Single by Tokischa, Anuel AA and Ñengo Flow
- Language: Spanish
- English title: "Offender"
- Released: August 19, 2022
- Genre: Dembow
- Length: 3:47
- Label: Sony Music Latin
- Songwriters: Tokischa Altagracia Peralta Juárez; Emmanuel Gazmey Santiago; Edwin Rosa Vázquez;
- Producer: Leo RD

Tokischa singles chronology
| "Somos Iguales" (2022) | "Delincuente" (2022) | "Hung Up On Tokischa" (2022) |

Anuel AA singles chronology
| "Malo" (2022) | "Delincuente" (2022) | "Mercedes Tintia" (2022) |

Ñengo Flow singles chronology
| "Civiles" (2022) | "Delincuente" (2022) | "Ninfómana" (2022) |

Music video
- "Delincuente" on YouTube

= Delincuente (song) =

"Delincuente" (English: Offender) is a song by the Dominican singer Tokischa and the Puerto Rican singers Anuel AA and Ñengo Flow.

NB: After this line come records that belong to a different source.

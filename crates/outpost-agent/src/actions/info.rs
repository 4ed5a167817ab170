//! Static client description.

use outpost_core::wire::{ClientInformation, MessageType};

use crate::context::ActionContext;
use crate::dispatcher::ClientAction;

/// Reports the client name and version.
pub struct GetClientInfo;

impl ClientAction for GetClientInfo {
    fn name(&self) -> &'static str {
        "GetClientInfo"
    }

    fn handle(&self, ctx: &mut ActionContext) -> anyhow::Result<()> {
        let info = ClientInformation {
            client_name: "outpost".to_string(),
            client_version: env!("CARGO_PKG_VERSION").to_string(),
            build_time: String::new(),
        };
        ctx.send_response(&info, MessageType::Message);
        Ok(())
    }
}
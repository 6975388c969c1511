use chrono::NaiveDate;
use serde::{Deserialize, Serialize};

/// A scheduled exam. `id` is the value encoded in the exam's QR/barcode.
#[derive(Debug, Clone, PartialEq, Serialize, Deserialize)]
#[serde(rename_all = "camelCase")]
pub struct Exam {
    pub id: String,
    pub course_code: String,
    pub course_title: String,
    pub date: NaiveDate,
    pub time: String,
    pub room: String,
    pub semester: String,
}

#[derive(Debug, Clone, PartialEq, Eq, Serialize, Deserialize)]
#[serde(rename_all = "camelCase")]
pub struct ExamRegistration {
    pub student_email: String,
    pub exam_id: String,
}

#[derive(Debug, Clone, PartialEq, Serialize, Deserialize)]
#[serde(rename_all = "camelCase")]
pub struct AttendanceRecord {
    pub student_email: String,
    pub course_code: String,
    pub percentage: f64,
}

#[derive(Debug, Clone, PartialEq, Eq, Serialize, Deserialize)]
#[serde(rename_all = "camelCase")]
pub struct FeeStatus {
    pub student_email: String,
    pub is_defaulter: bool,
}

/// Normalizes a student email the way accounts store it: trimmed, lower case.
pub fn normalize_email(email: &str) -> String {
    email.trim().to_lowercase()
}
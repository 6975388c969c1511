use std::io::Read;
use std::path::Path;

use chrono::NaiveDate;
use serde::Deserialize;
use thiserror::Error;
use tracing::info;

use crate::eligibility::{
    AttendanceLedger, EligibilityEvaluator, ExamCatalog, FeeLedger, RegistrationRoster,
};
use crate::models::{normalize_email, AttendanceRecord, Exam, ExamRegistration, FeeStatus};

pub const EXAMS_FILE: &str = "exams.csv";
pub const REGISTRATIONS_FILE: &str = "registrations.csv";
pub const ATTENDANCE_FILE: &str = "attendance.csv";
pub const FEE_STATUS_FILE: &str = "fee_status.csv";

#[derive(Error, Debug)]
pub enum DatasetError {
    #[error("failed to open {path}: {source}")]
    Open {
        path: String,
        #[source]
        source: std::io::Error,
    },

    #[error("CSV error: {0}")]
    Csv(#[from] csv::Error),

    #[error("attendance for {student_email} in {course_code} is {percentage}, expected 0-100")]
    AttendanceOutOfRange {
        student_email: String,
        course_code: String,
        percentage: f64,
    },
}

/// Exams, registrations, attendance and fee records held in memory.
///
/// Lookups scan the tables in order and the first matching row wins.
#[derive(Debug, Clone, Default)]
pub struct Dataset {
    pub exams: Vec<Exam>,
    pub registrations: Vec<ExamRegistration>,
    pub attendance: Vec<AttendanceRecord>,
    pub fee_statuses: Vec<FeeStatus>,
}

impl ExamCatalog for Dataset {
    fn find_exam_by_id(&self, id: &str) -> Option<Exam> {
        self.exams.iter().find(|exam| exam.id == id).cloned()
    }
}

impl RegistrationRoster for Dataset {
    fn is_registered(&self, student_email: &str, exam_id: &str) -> bool {
        self.registrations
            .iter()
            .any(|reg| reg.student_email == student_email && reg.exam_id == exam_id)
    }
}

impl AttendanceLedger for Dataset {
    fn attendance(&self, student_email: &str, course_code: &str) -> Option<f64> {
        self.attendance
            .iter()
            .find(|att| att.student_email == student_email && att.course_code == course_code)
            .map(|att| att.percentage)
    }
}

impl FeeLedger for Dataset {
    fn fee_status(&self, student_email: &str) -> Option<FeeStatus> {
        self.fee_statuses
            .iter()
            .find(|fee| fee.student_email == student_email)
            .cloned()
    }
}

impl<'a> EligibilityEvaluator<&'a Dataset, &'a Dataset, &'a Dataset, &'a Dataset> {
    /// Evaluator backed entirely by one dataset.
    pub fn over(dataset: &'a Dataset) -> Self {
        EligibilityEvaluator::new(dataset, dataset, dataset, dataset)
    }
}

const REFERENCE_EXAMS: &str = "\
id,course_code,course_title,date,time,room,semester
exam_cs101_midterm_fall2025,CS101,Programming Fundamentals,2025-08-10,09:00 AM,Lab 101,Fall 2025
exam_ma201_final_fall2025,MA201,Calculus I,2025-08-12,02:00 PM,Auditorium A,Fall 2025
exam_ph101_midterm_fall2025,PH101,Applied Physics,2025-08-15,09:00 AM,Hall B,Fall 2025
";

const REFERENCE_REGISTRATIONS: &str = "\
student_email,exam_id
test@university.edu.pk,exam_cs101_midterm_fall2025
test@university.edu.pk,exam_ma201_final_fall2025
another@university.edu.pk,exam_cs101_midterm_fall2025
";

const REFERENCE_ATTENDANCE: &str = "\
student_email,course_code,percentage
test@university.edu.pk,CS101,90
test@university.edu.pk,MA201,60
test@university.edu.pk,PH101,85
another@university.edu.pk,CS101,88
";

const REFERENCE_FEE_STATUS: &str = "\
student_email,is_defaulter
test@university.edu.pk,false
another@university.edu.pk,true
";

impl Dataset {
    /// Fall 2025 reference data used by `seed`, `--reference` and tests.
    pub fn reference() -> Result<Self, DatasetError> {
        Self::from_readers(
            REFERENCE_EXAMS.as_bytes(),
            REFERENCE_REGISTRATIONS.as_bytes(),
            REFERENCE_ATTENDANCE.as_bytes(),
            REFERENCE_FEE_STATUS.as_bytes(),
        )
    }

    /// Loads `exams.csv`, `registrations.csv`, `attendance.csv` and
    /// `fee_status.csv` from `dir`.
    pub fn from_csv_dir(dir: &Path) -> Result<Self, DatasetError> {
        let open = |name: &str| {
            let path = dir.join(name);
            std::fs::File::open(&path).map_err(|source| DatasetError::Open {
                path: path.display().to_string(),
                source,
            })
        };

        let dataset = Self::from_readers(
            open(EXAMS_FILE)?,
            open(REGISTRATIONS_FILE)?,
            open(ATTENDANCE_FILE)?,
            open(FEE_STATUS_FILE)?,
        )?;

        info!(
            dir = %dir.display(),
            exams = dataset.exams.len(),
            registrations = dataset.registrations.len(),
            attendance = dataset.attendance.len(),
            fee_statuses = dataset.fee_statuses.len(),
            "dataset loaded"
        );
        Ok(dataset)
    }

    pub fn from_readers<E, R, A, F>(
        exams: E,
        registrations: R,
        attendance: A,
        fee_statuses: F,
    ) -> Result<Self, DatasetError>
    where
        E: Read,
        R: Read,
        A: Read,
        F: Read,
    {
        Ok(Dataset {
            exams: read_exams(exams)?,
            registrations: read_registrations(registrations)?,
            attendance: read_attendance(attendance)?,
            fee_statuses: read_fee_statuses(fee_statuses)?,
        })
    }
}

#[derive(Deserialize)]
struct ExamRow {
    id: String,
    course_code: String,
    course_title: String,
    date: NaiveDate,
    time: String,
    room: String,
    semester: String,
}

#[derive(Deserialize)]
struct RegistrationRow {
    student_email: String,
    exam_id: String,
}

#[derive(Deserialize)]
struct AttendanceRow {
    student_email: String,
    course_code: String,
    percentage: f64,
}

#[derive(Deserialize)]
struct FeeStatusRow {
    student_email: String,
    is_defaulter: bool,
}

pub fn read_exams<R: Read>(reader: R) -> Result<Vec<Exam>, DatasetError> {
    let mut reader = csv::Reader::from_reader(reader);
    let mut exams = Vec::new();

    for result in reader.deserialize::<ExamRow>() {
        let row = result?;
        exams.push(Exam {
            id: row.id,
            course_code: row.course_code,
            course_title: row.course_title,
            date: row.date,
            time: row.time,
            room: row.room,
            semester: row.semester,
        });
    }

    Ok(exams)
}

pub fn read_registrations<R: Read>(reader: R) -> Result<Vec<ExamRegistration>, DatasetError> {
    let mut reader = csv::Reader::from_reader(reader);
    let mut registrations = Vec::new();

    for result in reader.deserialize::<RegistrationRow>() {
        let row = result?;
        registrations.push(ExamRegistration {
            student_email: normalize_email(&row.student_email),
            exam_id: row.exam_id,
        });
    }

    Ok(registrations)
}

pub fn read_attendance<R: Read>(reader: R) -> Result<Vec<AttendanceRecord>, DatasetError> {
    let mut reader = csv::Reader::from_reader(reader);
    let mut records = Vec::new();

    for result in reader.deserialize::<AttendanceRow>() {
        let row = result?;
        let student_email = normalize_email(&row.student_email);
        if !(0.0..=100.0).contains(&row.percentage) {
            return Err(DatasetError::AttendanceOutOfRange {
                student_email,
                course_code: row.course_code,
                percentage: row.percentage,
            });
        }
        records.push(AttendanceRecord {
            student_email,
            course_code: row.course_code,
            percentage: row.percentage,
        });
    }

    Ok(records)
}

pub fn read_fee_statuses<R: Read>(reader: R) -> Result<Vec<FeeStatus>, DatasetError> {
    let mut reader = csv::Reader::from_reader(reader);
    let mut statuses = Vec::new();

    for result in reader.deserialize::<FeeStatusRow>() {
        let row = result?;
        statuses.push(FeeStatus {
            student_email: normalize_email(&row.student_email),
            is_defaulter: row.is_defaulter,
        });
    }

    Ok(statuses)
}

It was released on August 19, 2022, under the Sony Music Latin record label.

== Music and lyrics ==

Musically, the song has a dembow rhythm. Lyrically, the song talks about the protagonist's sexual encounters with her partner whom she calls a "delinquent." He describes how they engage in sexual activities in different parts of their house, in the car and even in public. The lyrics are explicit and contain graphic descriptions of the sexual act. The lyrics includes, "Tengo un delincuente en mi habitación / A veces me lo mete al pelo y a veces con condón / Tengo un delincuente en mi habitación / Me lo mete en la cocina y a veces hasta en el balcón".

== Music video ==
The official music video was published along with the single on August 19, 2022, on the Tokischa's official YouTube channel. The video features the participation of Yailin La Más Viral.

==Charts==

| Chart (2022) | Peak position |
|---|---|
| US Hot Latin Songs (Billboard) | 27 |

== Certifications ==

Certifications and sales for "Delincuente"
| Region | Certification | Certified units/sales |
| United States (RIAA) | 4× Platinum (Latin) | 240,000^{‡} |
| Mexico (AMPROFON) | Platinum | 140,000^{‡} |
| Spain (Promusicae) | Platinum | 60,000^{‡} |
^{‡} Sales+streaming figures based on certification alone.